Cause the gutting thing is, he isn't. He isn't disloyal. He doesn't have an inability. In fact, I'd argue he is one of the few people who are tragically loyal to a fault, at least in most cases.
In Last Life, although he killed both Jimmy and Mumbo, he still felt the need to return to his allies after he'd turned red, feeling betrayed when they threw him out for being red. After that, he stuck with Joel and didn't dare betray him.
In Double Life, although he cheated on Scar and constantly complained, he stuck by Scar almost obsessively. His aim to protect him, even if he said it was for his own benefit, was painful. He didn't try to leave Scar behind like Cleo or Scott, he didn't try to sever the bond between him and Scar, nothing. It was almost like he was desperate.
In Limited Life, he was beyond loyal to his boys. He was loyal until the very end. And although he immediately switched to join the Nosy Neighbours, he didn't try to team with anyone permanently until Jimmy and Joel were dead. His silence when he realised he was truly the last Bad Boy was deafening. He hid his grief by saying that he had a backup team, just to save face, even though he built a gravestone for both boys and grieved them meaningfully.
In Secret Life, it wasn't as if he was fine with having no allied, like someone would be if they truly didn't care for loyalty, he was desperate once again. Having no teammates later in the game would hurt him, yes, but his desperation felt lonely, not power hungry. He didn't dare betray Etho nor Cleo, and stuck by them until the end. He was losing his mind on his hill before he teamed with the two, he needed to have close allies to depend on.
Now, in Wild Life, Mumbo is out of the series and Grian goes to say he needs to find some more friends, even with Skizz still around. Now, I don't think this is a power play thing, it's a desperation thing. He's hiding his grief by pretending everything is fine because if it wasn't he'd be vulnerable. For the past couple sessions, he had been working tirelessly to help get Skizz a kill so he could get off of being a red life, even to his own detriment.
Grian doesn't half ass teams. He will not team with everyone. However, he gets vulnerable when the ones that he connects to die.

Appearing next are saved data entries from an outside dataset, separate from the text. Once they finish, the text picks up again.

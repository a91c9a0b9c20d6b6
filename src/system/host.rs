//! # Shell Host
//!
//! The seam through which actions touch the outside world. The evaluation
//! core only ever talks to the [`ShellHost`] trait; the console host performs
//! the real effects, the dry-run host narrates them.

use crate::core::actions::FileEncoding;
use crate::system::executor;
use anyhow::{Context, Result, anyhow};
use colored::Colorize;
use dialoguer::{Confirm, Input, theme::ColorfulTheme};
use std::io::Write;
use std::process::{Command as StdCommand, Stdio};

/// Externally visible effects an action can request.
///
/// Prompt methods return `Ok(None)` when the user cancels; that is an answer,
/// not an error.
pub trait ShellHost {
    fn copy_to_clipboard(&self, text: &str) -> Result<()>;
    fn launch(&self, path: &str, arguments: Option<&str>, base_dir: Option<&str>) -> Result<()>;
    fn write_file(&self, path: &str, text: &str, encoding: FileEncoding) -> Result<()>;
    fn open(&self, path: &str) -> Result<()>;
    fn show_message(&self, title: &str, caption: &str, icon: Option<&str>) -> Result<()>;
    fn prompt_text(&self, title: &str, default: Option<&str>) -> Result<Option<String>>;
    fn prompt_confirm(&self, title: &str) -> Result<Option<bool>>;
}

/// Host with real effects: processes, files, clipboard utility, terminal
/// prompts.
#[derive(Debug, Default, Clone, Copy)]
pub struct ConsoleHost;

impl ConsoleHost {
    /// The platform clipboard utility and its arguments.
    fn clipboard_command() -> (&'static str, &'static [&'static str]) {
        if cfg!(target_os = "windows") {
            ("clip", &[])
        } else if cfg!(target_os = "macos") {
            ("pbcopy", &[])
        } else if std::env::var_os("WAYLAND_DISPLAY").is_some() {
            ("wl-copy", &[])
        } else {
            ("xclip", &["-selection", "clipboard"])
        }
    }

    /// The platform document opener.
    fn opener_command(path: &str) -> StdCommand {
        if cfg!(target_os = "windows") {
            let mut command = StdCommand::new("cmd");
            command.args(["/C", "start", ""]).arg(path);
            command
        } else if cfg!(target_os = "macos") {
            let mut command = StdCommand::new("open");
            command.arg(path);
            command
        } else {
            let mut command = StdCommand::new("xdg-open");
            command.arg(path);
            command
        }
    }

    fn encode(text: &str, encoding: FileEncoding) -> Vec<u8> {
        match encoding {
            FileEncoding::Utf8 => text.as_bytes().to_vec(),
            FileEncoding::Ansi => text
                .chars()
                .map(|c| {
                    let code = u32::from(c);
                    u8::try_from(code).unwrap_or(b'?')
                })
                .collect(),
            FileEncoding::Unicode => {
                let mut bytes = vec![0xFF, 0xFE];
                for unit in text.encode_utf16() {
                    bytes.extend_from_slice(&unit.to_le_bytes());
                }
                bytes
            }
        }
    }
}

impl ShellHost for ConsoleHost {
    fn copy_to_clipboard(&self, text: &str) -> Result<()> {
        let (program, args) = Self::clipboard_command();
        let mut child = StdCommand::new(program)
            .args(args)
            .stdin(Stdio::piped())
            .stdout(Stdio::null())
            .stderr(Stdio::null())
            .spawn()
            .with_context(|| format!("Failed to start clipboard utility '{program}'"))?;
        child
            .stdin
            .take()
            .ok_or_else(|| anyhow!("Clipboard utility '{program}' did not accept input."))?
            .write_all(text.as_bytes())
            .context("Failed to stream text to the clipboard utility")?;
        let status = child.wait()?;
        if !status.success() {
            return Err(anyhow!("Clipboard utility '{program}' reported failure."));
        }
        log::debug!("copied {} byte(s) to the clipboard", text.len());
        Ok(())
    }

    fn launch(&self, path: &str, arguments: Option<&str>, base_dir: Option<&str>) -> Result<()> {
        executor::execute(path, arguments, base_dir)
            .with_context(|| format!("Failed to run '{path}'"))
    }

    fn write_file(&self, path: &str, text: &str, encoding: FileEncoding) -> Result<()> {
        let bytes = Self::encode(text, encoding);
        std::fs::write(path, bytes).with_context(|| format!("Failed to write file '{path}'"))?;
        log::debug!("wrote '{path}' ({encoding:?})");
        Ok(())
    }

    fn open(&self, path: &str) -> Result<()> {
        let status = Self::opener_command(path)
            .stdout(Stdio::null())
            .stderr(Stdio::null())
            .status()
            .with_context(|| format!("Failed to open '{path}'"))?;
        if !status.success() {
            return Err(anyhow!("The system opener rejected '{path}'."));
        }
        Ok(())
    }

    fn show_message(&self, title: &str, caption: &str, _icon: Option<&str>) -> Result<()> {
        println!("\n{}", caption.bold());
        println!("{title}");
        Ok(())
    }

    fn prompt_text(&self, title: &str, default: Option<&str>) -> Result<Option<String>> {
        let theme = ColorfulTheme::default();
        let mut input = Input::<String>::with_theme(&theme)
            .with_prompt(title)
            .allow_empty(true);
        if let Some(default) = default {
            input = input.default(default.to_string());
        }
        // An interrupted read (Ctrl+C / closed stdin) is a cancellation.
        match input.interact_text() {
            Ok(answer) => Ok(Some(answer)),
            Err(e) => {
                log::debug!("prompt aborted: {e}");
                Ok(None)
            }
        }
    }

    fn prompt_confirm(&self, title: &str) -> Result<Option<bool>> {
        match Confirm::with_theme(&ColorfulTheme::default())
            .with_prompt(title)
            .interact_opt()
        {
            Ok(answer) => Ok(answer),
            Err(e) => {
                log::debug!("confirmation aborted: {e}");
                Ok(None)
            }
        }
    }
}

/// Host that narrates what would happen instead of doing it.
///
/// Prompts auto-answer (the default text, "yes") so a simulated action list
/// always runs to the end.
#[derive(Debug, Default, Clone, Copy)]
pub struct DryRunHost;

impl DryRunHost {
    fn narrate(&self, line: &str) {
        println!("{} {}", "[dry-run]".dimmed(), line);
    }
}

impl ShellHost for DryRunHost {
    fn copy_to_clipboard(&self, text: &str) -> Result<()> {
        self.narrate(&format!("would copy {} byte(s) to the clipboard", text.len()));
        Ok(())
    }

    fn launch(&self, path: &str, arguments: Option<&str>, base_dir: Option<&str>) -> Result<()> {
        let mut line = format!("would run '{path}'");
        if let Some(arguments) = arguments {
            line.push_str(&format!(" with arguments '{arguments}'"));
        }
        if let Some(base_dir) = base_dir {
            line.push_str(&format!(" in '{base_dir}'"));
        }
        self.narrate(&line);
        Ok(())
    }

    fn write_file(&self, path: &str, text: &str, encoding: FileEncoding) -> Result<()> {
        self.narrate(&format!(
            "would write {} byte(s) to '{path}' ({encoding:?})",
            text.len()
        ));
        Ok(())
    }

    fn open(&self, path: &str) -> Result<()> {
        self.narrate(&format!("would open '{path}'"));
        Ok(())
    }

    fn show_message(&self, title: &str, caption: &str, _icon: Option<&str>) -> Result<()> {
        self.narrate(&format!("would show message '{caption}': {title}"));
        Ok(())
    }

    fn prompt_text(&self, title: &str, default: Option<&str>) -> Result<Option<String>> {
        let answer = default.unwrap_or("").to_string();
        self.narrate(&format!("would prompt '{title}', assuming '{answer}'"));
        Ok(Some(answer))
    }

    fn prompt_confirm(&self, title: &str) -> Result<Option<bool>> {
        self.narrate(&format!("would ask '{title}', assuming yes"));
        Ok(Some(true))
    }
}
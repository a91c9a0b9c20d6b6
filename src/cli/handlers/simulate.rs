// src/cli/handlers/simulate.rs

use crate::cli::handlers::commons::{self, TreeStyle};
use anyhow::Result;
use colored::Colorize;

/// Evaluates the menus against a simulated selection and prints the
/// resulting trees with their command ids.
pub fn handle(path: Option<String>, select: Vec<String>, set: Vec<String>) -> Result<()> {
    let target = commons::resolve_target(path.as_deref())?;
    let evaluation = commons::evaluate(&target, &select, &set)?;

    println!(
        "Selection: {} element(s), {} file(s), {} director(ies)",
        evaluation.selection.elements().len(),
        evaluation.selection.files_count(),
        evaluation.selection.directories_count()
    );

    for config in &evaluation.configurations {
        commons::print_configuration(config, &evaluation.store, TreeStyle::Evaluated);
    }

    let assigned = evaluation.next_id - 1;
    println!(
        "\n{assigned} command id(s) assigned. {}",
        "Run `ctxmenu exec --id <N>` to dispatch one.".dimmed()
    );
    Ok(())
}
//! # Actions
//!
//! What a chosen menu entry does. Every string field is property-expanded at
//! dispatch time, then the effect is delegated through the [`ShellHost`]
//! seam. A failing action is reported and the remaining actions still run; a
//! cancelled prompt stops the list.

use crate::core::properties::PropertyStore;
use crate::system::host::ShellHost;
use thiserror::Error;

/// Encoding of the file written by the `file` action.
#[derive(Debug, Clone, Copy, Default, PartialEq, Eq)]
pub enum FileEncoding {
    #[default]
    Utf8,
    /// Platform-native 8-bit; characters outside it degrade to `?`.
    Ansi,
    /// UTF-16LE with a byte-order mark.
    Unicode,
}

impl FileEncoding {
    /// Parses the `encoding` attribute value.
    pub fn parse(value: &str) -> Option<Self> {
        match value.to_lowercase().as_str() {
            "utf-8" | "utf8" => Some(Self::Utf8),
            "ansi" => Some(Self::Ansi),
            "unicode" => Some(Self::Unicode),
            _ => None,
        }
    }
}

/// Flavor of the `prompt` action.
#[derive(Debug, Clone, Copy, Default, PartialEq, Eq)]
pub enum PromptKind {
    /// Free-text input written to the named property.
    #[default]
    Text,
    /// Yes/no question; the answer maps to the `valueyes`/`valueno` strings.
    YesNo,
    /// Confirmation only; nothing is written beyond passing the gate.
    Ok,
}

/// Errors from dispatching one action.
#[derive(Error, Debug)]
pub enum ActionError {
    /// The user dismissed a prompt; remaining actions must not run.
    #[error("The prompt was cancelled by the user.")]
    Cancelled,
    #[error("The '{kind}' action failed: {source}")]
    Failed {
        kind: &'static str,
        #[source]
        source: anyhow::Error,
    },
}

/// One executable effect attached to a menu.
#[derive(Debug, Clone)]
pub enum Action {
    /// Replaces the clipboard content.
    Clipboard { value: String },
    /// Launches a program.
    Execute {
        path: String,
        arguments: Option<String>,
        base_dir: Option<String>,
    },
    /// Writes a text file.
    File {
        path: String,
        text: String,
        encoding: FileEncoding,
    },
    /// Asks the user a question and stores the answer as a property.
    Prompt {
        name: String,
        title: String,
        default: Option<String>,
        kind: PromptKind,
        value_yes: Option<String>,
        value_no: Option<String>,
    },
    /// Sets a property directly.
    Property { name: String, value: String },
    /// Opens a document with its associated application.
    Open { path: String },
    /// Shows a message to the user.
    Message {
        title: String,
        caption: String,
        icon: Option<String>,
    },
}

impl Action {
    /// The element name this action was parsed from.
    pub fn kind(&self) -> &'static str {
        match self {
            Self::Clipboard { .. } => "clipboard",
            Self::Execute { .. } => "exec",
            Self::File { .. } => "file",
            Self::Prompt { .. } => "prompt",
            Self::Property { .. } => "property",
            Self::Open { .. } => "open",
            Self::Message { .. } => "message",
        }
    }

    /// Short human-readable description, for tree displays.
    pub fn summary(&self) -> String {
        match self {
            Self::Clipboard { value } => format!("clipboard value={value:?}"),
            Self::Execute { path, .. } => format!("exec path={path:?}"),
            Self::File { path, .. } => format!("file path={path:?}"),
            Self::Prompt { name, .. } => format!("prompt name={name:?}"),
            Self::Property { name, value } => format!("property {name}={value:?}"),
            Self::Open { path } => format!("open path={path:?}"),
            Self::Message { title, .. } => format!("message title={title:?}"),
        }
    }

    /// Expands every field against the store and performs the effect.
    ///
    /// The store is mutable because `property` and `prompt` write into it.
    pub fn execute(
        &self,
        store: &mut PropertyStore,
        host: &dyn ShellHost,
    ) -> Result<(), ActionError> {
        let failed = |source: anyhow::Error| ActionError::Failed {
            kind: self.kind(),
            source,
        };

        match self {
            Self::Clipboard { value } => {
                let value = store.expand(value);
                host.copy_to_clipboard(&value).map_err(failed)
            }
            Self::Execute {
                path,
                arguments,
                base_dir,
            } => {
                let path = store.expand(path);
                let arguments = arguments.as_deref().map(|a| store.expand(a));
                let base_dir = base_dir.as_deref().map(|d| store.expand(d));
                host.launch(&path, arguments.as_deref(), base_dir.as_deref())
                    .map_err(failed)
            }
            Self::File {
                path,
                text,
                encoding,
            } => {
                let path = store.expand(path);
                let text = store.expand(text);
                host.write_file(&path, &text, *encoding).map_err(failed)
            }
            Self::Prompt {
                name,
                title,
                default,
                kind,
                value_yes,
                value_no,
            } => {
                let title = store.expand(title);
                match kind {
                    PromptKind::Text => {
                        let default = default.as_deref().map(|d| store.expand(d));
                        match host.prompt_text(&title, default.as_deref()).map_err(failed)? {
                            Some(answer) => {
                                store.set_property(name, &answer);
                                Ok(())
                            }
                            None => Err(ActionError::Cancelled),
                        }
                    }
                    PromptKind::YesNo => {
                        match host.prompt_confirm(&title).map_err(failed)? {
                            Some(answer) => {
                                let value = if answer { value_yes } else { value_no };
                                let value = store.expand(value.as_deref().unwrap_or(""));
                                store.set_property(name, &value);
                                Ok(())
                            }
                            None => Err(ActionError::Cancelled),
                        }
                    }
                    PromptKind::Ok => match host.prompt_confirm(&title).map_err(failed)? {
                        Some(true) => Ok(()),
                        _ => Err(ActionError::Cancelled),
                    },
                }
            }
            Self::Property { name, value } => {
                let value = store.expand(value);
                store.set_property(name, &value);
                Ok(())
            }
            Self::Open { path } => {
                let path = store.expand(path);
                host.open(&path).map_err(failed)
            }
            Self::Message {
                title,
                caption,
                icon,
            } => {
                let title = store.expand(title);
                let caption = store.expand(caption);
                host.show_message(&title, &caption, icon.as_deref())
                    .map_err(failed)
            }
        }
    }
}

/// Runs an action list in order.
///
/// Individual failures are logged and collected without stopping the list;
/// only a cancelled prompt aborts the remainder. Returns the error messages
/// of the actions that failed.
pub fn run_actions(
    actions: &[Action],
    store: &mut PropertyStore,
    host: &dyn ShellHost,
) -> Result<Vec<String>, ActionError> {
    let mut failures = Vec::new();
    for action in actions {
        match action.execute(store, host) {
            Ok(()) => log::debug!("action '{}' succeeded", action.kind()),
            Err(ActionError::Cancelled) => {
                log::info!("action '{}' cancelled, skipping the rest", action.kind());
                return Err(ActionError::Cancelled);
            }
            Err(e) => {
                log::error!("{e}");
                failures.push(e.to_string());
            }
        }
    }
    Ok(failures)
}

#[cfg(test)]
mod tests {
    use super::*;
    use anyhow::anyhow;
    use std::cell::RefCell;

    /// Host that records every effect and answers prompts from a script.
    #[derive(Default)]
    struct RecordingHost {
        effects: RefCell<Vec<String>>,
        prompt_answer: Option<String>,
        confirm_answer: Option<bool>,
        fail_clipboard: bool,
    }

    impl ShellHost for RecordingHost {
        fn copy_to_clipboard(&self, text: &str) -> anyhow::Result<()> {
            if self.fail_clipboard {
                return Err(anyhow!("clipboard unavailable"));
            }
            self.effects.borrow_mut().push(format!("clipboard:{text}"));
            Ok(())
        }

        fn launch(
            &self,
            path: &str,
            arguments: Option<&str>,
            _base_dir: Option<&str>,
        ) -> anyhow::Result<()> {
            self.effects
                .borrow_mut()
                .push(format!("launch:{path}:{}", arguments.unwrap_or("")));
            Ok(())
        }

        fn write_file(
            &self,
            path: &str,
            text: &str,
            _encoding: FileEncoding,
        ) -> anyhow::Result<()> {
            self.effects.borrow_mut().push(format!("file:{path}:{text}"));
            Ok(())
        }

        fn open(&self, path: &str) -> anyhow::Result<()> {
            self.effects.borrow_mut().push(format!("open:{path}"));
            Ok(())
        }

        fn show_message(
            &self,
            title: &str,
            caption: &str,
            _icon: Option<&str>,
        ) -> anyhow::Result<()> {
            self.effects
                .borrow_mut()
                .push(format!("message:{title}:{caption}"));
            Ok(())
        }

        fn prompt_text(&self, _title: &str, _default: Option<&str>) -> anyhow::Result<Option<String>> {
            Ok(self.prompt_answer.clone())
        }

        fn prompt_confirm(&self, _title: &str) -> anyhow::Result<Option<bool>> {
            Ok(self.confirm_answer)
        }
    }

    #[test]
    fn test_fields_are_expanded_before_dispatch() {
        let mut store = PropertyStore::new();
        store.set_property("selection.path", "/tmp/report.txt");
        let host = RecordingHost::default();

        let action = Action::Clipboard {
            value: "${selection.path}".to_string(),
        };
        action.execute(&mut store, &host).unwrap();
        assert_eq!(
            host.effects.borrow().as_slice(),
            ["clipboard:/tmp/report.txt"]
        );
    }

    #[test]
    fn test_property_action_sets_expanded_value() {
        let mut store = PropertyStore::new();
        store.set_property("base", "42");
        let host = RecordingHost::default();

        let action = Action::Property {
            name: "answer".to_string(),
            value: "value-${base}".to_string(),
        };
        action.execute(&mut store, &host).unwrap();
        assert_eq!(store.get_property("answer"), "value-42");
    }

    #[test]
    fn test_prompt_text_writes_answer() {
        let mut store = PropertyStore::new();
        let host = RecordingHost {
            prompt_answer: Some("my input".to_string()),
            ..Default::default()
        };

        let action = Action::Prompt {
            name: "user.answer".to_string(),
            title: "Enter a value".to_string(),
            default: None,
            kind: PromptKind::Text,
            value_yes: None,
            value_no: None,
        };
        action.execute(&mut store, &host).unwrap();
        assert_eq!(store.get_property("user.answer"), "my input");
    }

    #[test]
    fn test_prompt_cancel_stops_remaining_actions() {
        let mut store = PropertyStore::new();
        let host = RecordingHost {
            prompt_answer: None,
            ..Default::default()
        };

        let actions = vec![
            Action::Prompt {
                name: "p".to_string(),
                title: "t".to_string(),
                default: None,
                kind: PromptKind::Text,
                value_yes: None,
                value_no: None,
            },
            Action::Open {
                path: "/tmp/x".to_string(),
            },
        ];
        let result = run_actions(&actions, &mut store, &host);
        assert!(matches!(result, Err(ActionError::Cancelled)));
        assert!(host.effects.borrow().is_empty());
    }

    #[test]
    fn test_prompt_yesno_maps_values() {
        let mut store = PropertyStore::new();
        let host = RecordingHost {
            confirm_answer: Some(false),
            ..Default::default()
        };

        let action = Action::Prompt {
            name: "choice".to_string(),
            title: "Continue?".to_string(),
            default: None,
            kind: PromptKind::YesNo,
            value_yes: Some("yes!".to_string()),
            value_no: Some("no!".to_string()),
        };
        action.execute(&mut store, &host).unwrap();
        assert_eq!(store.get_property("choice"), "no!");
    }

    #[test]
    fn test_failed_action_does_not_stop_the_list() {
        let mut store = PropertyStore::new();
        let host = RecordingHost {
            fail_clipboard: true,
            ..Default::default()
        };

        let actions = vec![
            Action::Clipboard {
                value: "text".to_string(),
            },
            Action::Open {
                path: "/tmp/x".to_string(),
            },
        ];
        let failures = run_actions(&actions, &mut store, &host).unwrap();
        assert_eq!(failures.len(), 1);
        assert!(failures[0].contains("clipboard"));
        assert_eq!(host.effects.borrow().as_slice(), ["open:/tmp/x"]);
    }

    #[test]
    fn test_file_encoding_parse() {
        assert_eq!(FileEncoding::parse("utf-8"), Some(FileEncoding::Utf8));
        assert_eq!(FileEncoding::parse("UTF-8"), Some(FileEncoding::Utf8));
        assert_eq!(FileEncoding::parse("ansi"), Some(FileEncoding::Ansi));
        assert_eq!(FileEncoding::parse("unicode"), Some(FileEncoding::Unicode));
        assert_eq!(FileEncoding::parse("latin-1"), None);
    }
}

Because that's how it went about in 3rd Life. He allied with Scar throughout the whole game, it starting simply because Grian felt guilty about what he'd done to Scar. He felt guilty. He stuck with him the whole game, undying loyalty, and all it ended in was him standing at the top with his best friend's blood drying on his hands.
To him, being loyal to someone like he was in 3rd Life ended badly. So, to avoid that, he found a way to still stay teamed with people, but not be left at the top of that mountain again, alone, even if his teammates die.
But so far, the curse keeps following him. He will always outlive his teammates. And this season is following the pattern, again, Mumbo dying right in front of his eyes, so close, yet so far. Always in a distance where he could've done something different, and he'd still have a teammate.
He may move from person to person, but only when they are dead or reject him. He is the forever Widow, cursed to always face his consequences, over and over and over again.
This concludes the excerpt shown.